[Stored entries]
//! Scripted capture devices for integration tests.

#![allow(dead_code)]

use std::io;
use std::sync::atomic::{AtomicUsize, Ordering};
use std::sync::Arc;
use std::time::Duration;

use image::{Rgb, Rgba};
use mosaic_capture::device::stub::synthetic_frame;
use mosaic_capture::{
    CanvasConfig, CaptureDevice, CaptureFormat, DeviceConfig, DeviceSession, FourCc,
};

#[derive(Default, Debug)]
pub struct Counters {
    pub starts: AtomicUsize,
    pub captures: AtomicUsize,
    pub stops: AtomicUsize,
}

impl Counters {
    pub fn starts(&self) -> usize {
        self.starts.load(Ordering::SeqCst)
    }

    pub fn captures(&self) -> usize {
        self.captures.load(Ordering::SeqCst)
    }

    pub fn stops(&self) -> usize {
        self.stops.load(Ordering::SeqCst)
    }
}

/// Driver double that emits solid-color MJPG frames and records every call.
pub struct ScriptedDevice {
    path: String,
    color: Rgb<u8>,
    formats: Vec<CaptureFormat>,
    format: Option<CaptureFormat>,
    delay: Duration,
    timeout: Option<Duration>,
    fail_capture: bool,
    fail_start: bool,
    fail_stop: bool,
    counters: Arc<Counters>,
}

impl ScriptedDevice {
    pub fn new(path: &str, color: Rgb<u8>) -> Self {
        Self {
            path: path.to_string(),
            color,
            formats: vec![
                CaptureFormat::new(FourCc::YUYV, 320, 240),
                CaptureFormat::new(FourCc::MJPG, 320, 240),
                CaptureFormat::new(FourCc::MJPG, 640, 480),
            ],
            format: None,
            delay: Duration::ZERO,
            timeout: None,
            fail_capture: false,
            fail_start: false,
            fail_stop: false,
            counters: Arc::new(Counters::default()),
        }
    }

    pub fn with_formats(mut self, formats: Vec<CaptureFormat>) -> Self {
        self.formats = formats;
        self
    }

    pub fn with_delay_ms(mut self, ms: u64) -> Self {
        self.delay = Duration::from_millis(ms);
        self
    }

    pub fn failing_capture(mut self) -> Self {
        self.fail_capture = true;
        self
    }

    pub fn failing_start(mut self) -> Self {
        self.fail_start = true;
        self
    }

    pub fn failing_stop(mut self) -> Self {
        self.fail_stop = true;
        self
    }

    pub fn counters(&self) -> Arc<Counters> {
        Arc::clone(&self.counters)
    }
}

impl CaptureDevice for ScriptedDevice {
    fn path(&self) -> &str {
        &self.path
    }

    fn formats(&mut self) -> io::Result<Vec<CaptureFormat>> {
        Ok(self.formats.clone())
    }

    fn set_format(&mut self, format: &CaptureFormat) -> io::Result<()> {
        self.format = Some(*format);
        Ok(())
    }

    fn start(&mut self) -> io::Result<()> {
        self.counters.starts.fetch_add(1, Ordering::SeqCst);
        if self.fail_start {
            return Err(io::Error::other("scripted start failure"));
        }
        Ok(())
    }

    fn capture(&mut self) -> io::Result<Vec<u8>> {
        self.counters.captures.fetch_add(1, Ordering::SeqCst);
        if let Some(timeout) = self.timeout.filter(|timeout| *timeout < self.delay) {
            std::thread::sleep(timeout);
            return Err(io::Error::new(io::ErrorKind::TimedOut, "scripted stall"));
        }
        std::thread::sleep(self.delay);
        if self.fail_capture {
            return Err(io::Error::other("scripted capture failure"));
        }
        let format = self
            .format
            .ok_or_else(|| io::Error::other("format not negotiated"))?;
        synthetic_frame(self.color, format.width, format.height)
    }

    fn set_capture_timeout(&mut self, timeout: Duration) {
        self.timeout = Some(timeout);
    }

    fn stop(&mut self) -> io::Result<()> {
        self.counters.stops.fetch_add(1, Ordering::SeqCst);
        if self.fail_stop {
            return Err(io::Error::other("scripted stop failure"));
        }
        Ok(())
    }
}

pub fn camera(device: &str, width: u32, height: u32, x: u32, y: u32) -> DeviceConfig {
    DeviceConfig {
        device: device.to_string(),
        width,
        height,
        target_x: x,
        target_y: y,
    }
}

pub fn black_canvas(width: u32, height: u32) -> CanvasConfig {
    CanvasConfig {
        width,
        height,
        background: Rgba([0, 0, 0, 255]),
    }
}

/// Negotiate a session over a scripted device, keeping its counters.
pub fn session(config: &DeviceConfig, device: ScriptedDevice) -> (DeviceSession, Arc<Counters>) {
    let counters = device.counters();
    let session = DeviceSession::with_device(config.clone(), Box::new(device))
        .expect("scripted device negotiates");
    (session, counters)
}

* WHAT TO DO *
Which lines above run from the one containing "fn path(&self) ->" down to the one containing "self.format = Some(*format);"? Repeat exactly those, both ends included, and nothing else.

* ANSWER TO THE EXERCISE *
    fn path(&self) -> &str {
        &self.path
    }

    fn formats(&mut self) -> io::Result<Vec<CaptureFormat>> {
        Ok(self.formats.clone())
    }

    fn set_format(&mut self, format: &CaptureFormat) -> io::Result<()> {
        self.format = Some(*format);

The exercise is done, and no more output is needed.